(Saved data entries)
========

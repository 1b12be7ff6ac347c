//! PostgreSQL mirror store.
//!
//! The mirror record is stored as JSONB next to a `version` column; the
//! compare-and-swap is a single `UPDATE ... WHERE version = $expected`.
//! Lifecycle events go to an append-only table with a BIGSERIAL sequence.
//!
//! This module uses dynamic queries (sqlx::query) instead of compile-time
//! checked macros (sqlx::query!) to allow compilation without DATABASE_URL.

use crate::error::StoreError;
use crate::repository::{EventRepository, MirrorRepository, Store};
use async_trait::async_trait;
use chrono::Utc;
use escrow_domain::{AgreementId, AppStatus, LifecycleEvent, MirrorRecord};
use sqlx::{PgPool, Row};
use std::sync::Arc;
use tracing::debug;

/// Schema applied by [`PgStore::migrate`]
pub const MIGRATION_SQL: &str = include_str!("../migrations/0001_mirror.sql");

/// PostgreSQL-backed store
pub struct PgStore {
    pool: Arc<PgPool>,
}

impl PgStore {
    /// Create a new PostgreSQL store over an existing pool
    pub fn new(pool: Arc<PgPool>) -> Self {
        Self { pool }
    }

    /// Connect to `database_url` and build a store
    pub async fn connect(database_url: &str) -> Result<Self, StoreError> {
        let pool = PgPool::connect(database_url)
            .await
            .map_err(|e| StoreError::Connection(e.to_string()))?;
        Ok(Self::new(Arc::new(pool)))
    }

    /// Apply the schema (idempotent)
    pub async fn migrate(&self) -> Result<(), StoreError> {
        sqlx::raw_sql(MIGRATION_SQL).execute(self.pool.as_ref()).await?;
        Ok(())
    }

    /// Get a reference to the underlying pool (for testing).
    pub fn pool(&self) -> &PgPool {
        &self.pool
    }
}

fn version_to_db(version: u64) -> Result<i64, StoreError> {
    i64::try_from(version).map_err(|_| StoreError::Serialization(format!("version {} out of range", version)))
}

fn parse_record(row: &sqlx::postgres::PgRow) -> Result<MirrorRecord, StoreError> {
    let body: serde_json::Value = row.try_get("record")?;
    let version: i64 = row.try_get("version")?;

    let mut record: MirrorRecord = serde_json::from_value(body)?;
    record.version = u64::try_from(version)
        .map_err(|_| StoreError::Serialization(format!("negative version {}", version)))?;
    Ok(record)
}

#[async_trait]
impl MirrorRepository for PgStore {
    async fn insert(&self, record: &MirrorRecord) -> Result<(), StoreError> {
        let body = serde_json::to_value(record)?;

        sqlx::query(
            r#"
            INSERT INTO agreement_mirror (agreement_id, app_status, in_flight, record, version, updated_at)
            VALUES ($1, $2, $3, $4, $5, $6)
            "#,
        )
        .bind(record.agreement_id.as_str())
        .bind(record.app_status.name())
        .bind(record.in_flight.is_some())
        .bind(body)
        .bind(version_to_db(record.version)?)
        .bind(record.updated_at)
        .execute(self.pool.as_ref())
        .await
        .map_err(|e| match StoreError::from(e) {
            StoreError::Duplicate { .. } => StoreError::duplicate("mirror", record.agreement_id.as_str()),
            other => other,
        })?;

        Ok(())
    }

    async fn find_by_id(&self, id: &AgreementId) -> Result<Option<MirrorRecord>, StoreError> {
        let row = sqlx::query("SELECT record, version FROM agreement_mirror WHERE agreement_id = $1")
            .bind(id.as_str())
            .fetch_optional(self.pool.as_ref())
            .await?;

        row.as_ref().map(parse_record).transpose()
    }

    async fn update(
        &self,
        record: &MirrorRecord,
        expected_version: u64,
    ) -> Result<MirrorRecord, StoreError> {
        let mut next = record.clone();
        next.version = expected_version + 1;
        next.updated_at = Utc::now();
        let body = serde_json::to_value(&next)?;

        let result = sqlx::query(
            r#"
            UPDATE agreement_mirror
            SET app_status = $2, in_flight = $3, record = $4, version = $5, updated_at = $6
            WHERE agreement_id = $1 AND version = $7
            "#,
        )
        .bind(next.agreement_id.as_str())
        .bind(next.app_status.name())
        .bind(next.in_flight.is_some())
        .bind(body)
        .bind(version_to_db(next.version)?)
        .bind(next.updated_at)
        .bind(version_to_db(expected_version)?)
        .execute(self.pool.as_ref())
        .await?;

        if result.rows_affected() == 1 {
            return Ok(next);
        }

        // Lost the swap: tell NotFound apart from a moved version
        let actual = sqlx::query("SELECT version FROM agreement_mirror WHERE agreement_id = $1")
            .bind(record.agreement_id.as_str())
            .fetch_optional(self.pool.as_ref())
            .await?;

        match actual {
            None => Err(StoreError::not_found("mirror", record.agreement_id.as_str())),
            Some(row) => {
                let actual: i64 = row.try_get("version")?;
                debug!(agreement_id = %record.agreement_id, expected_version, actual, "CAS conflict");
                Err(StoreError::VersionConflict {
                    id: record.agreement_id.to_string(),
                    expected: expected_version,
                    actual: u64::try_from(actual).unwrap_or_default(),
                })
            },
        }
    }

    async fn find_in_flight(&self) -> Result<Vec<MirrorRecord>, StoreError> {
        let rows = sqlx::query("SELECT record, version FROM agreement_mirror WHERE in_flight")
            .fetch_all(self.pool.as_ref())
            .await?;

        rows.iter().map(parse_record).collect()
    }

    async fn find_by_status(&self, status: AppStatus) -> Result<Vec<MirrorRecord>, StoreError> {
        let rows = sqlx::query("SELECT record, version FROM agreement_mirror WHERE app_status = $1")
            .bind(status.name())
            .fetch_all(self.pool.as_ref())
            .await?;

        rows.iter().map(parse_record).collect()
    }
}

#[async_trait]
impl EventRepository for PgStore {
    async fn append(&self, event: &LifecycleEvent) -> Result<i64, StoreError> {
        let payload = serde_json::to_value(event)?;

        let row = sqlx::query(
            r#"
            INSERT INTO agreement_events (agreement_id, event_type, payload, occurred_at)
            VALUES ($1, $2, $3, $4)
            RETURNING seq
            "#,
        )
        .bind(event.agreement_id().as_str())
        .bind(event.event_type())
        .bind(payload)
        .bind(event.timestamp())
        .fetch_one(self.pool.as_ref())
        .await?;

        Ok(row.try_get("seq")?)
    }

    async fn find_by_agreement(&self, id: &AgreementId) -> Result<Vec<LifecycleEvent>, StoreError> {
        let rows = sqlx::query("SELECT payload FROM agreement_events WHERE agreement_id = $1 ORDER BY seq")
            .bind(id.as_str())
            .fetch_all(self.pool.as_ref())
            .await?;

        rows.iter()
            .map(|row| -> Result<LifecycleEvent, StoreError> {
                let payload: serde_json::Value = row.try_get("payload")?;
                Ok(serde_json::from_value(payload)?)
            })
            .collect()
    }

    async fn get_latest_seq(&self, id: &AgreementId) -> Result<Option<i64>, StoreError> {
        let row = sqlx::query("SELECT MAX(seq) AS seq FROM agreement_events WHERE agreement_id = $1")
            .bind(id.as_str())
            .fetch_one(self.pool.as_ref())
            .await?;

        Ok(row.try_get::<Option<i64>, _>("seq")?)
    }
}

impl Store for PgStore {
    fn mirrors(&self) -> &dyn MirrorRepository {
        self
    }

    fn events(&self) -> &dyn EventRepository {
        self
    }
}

========

=== EXERCISE BRIEF ===
Work out how many lines in the data above hold the word "debug". Reply with nothing but the count.

=== RESPONSE BOX ===
2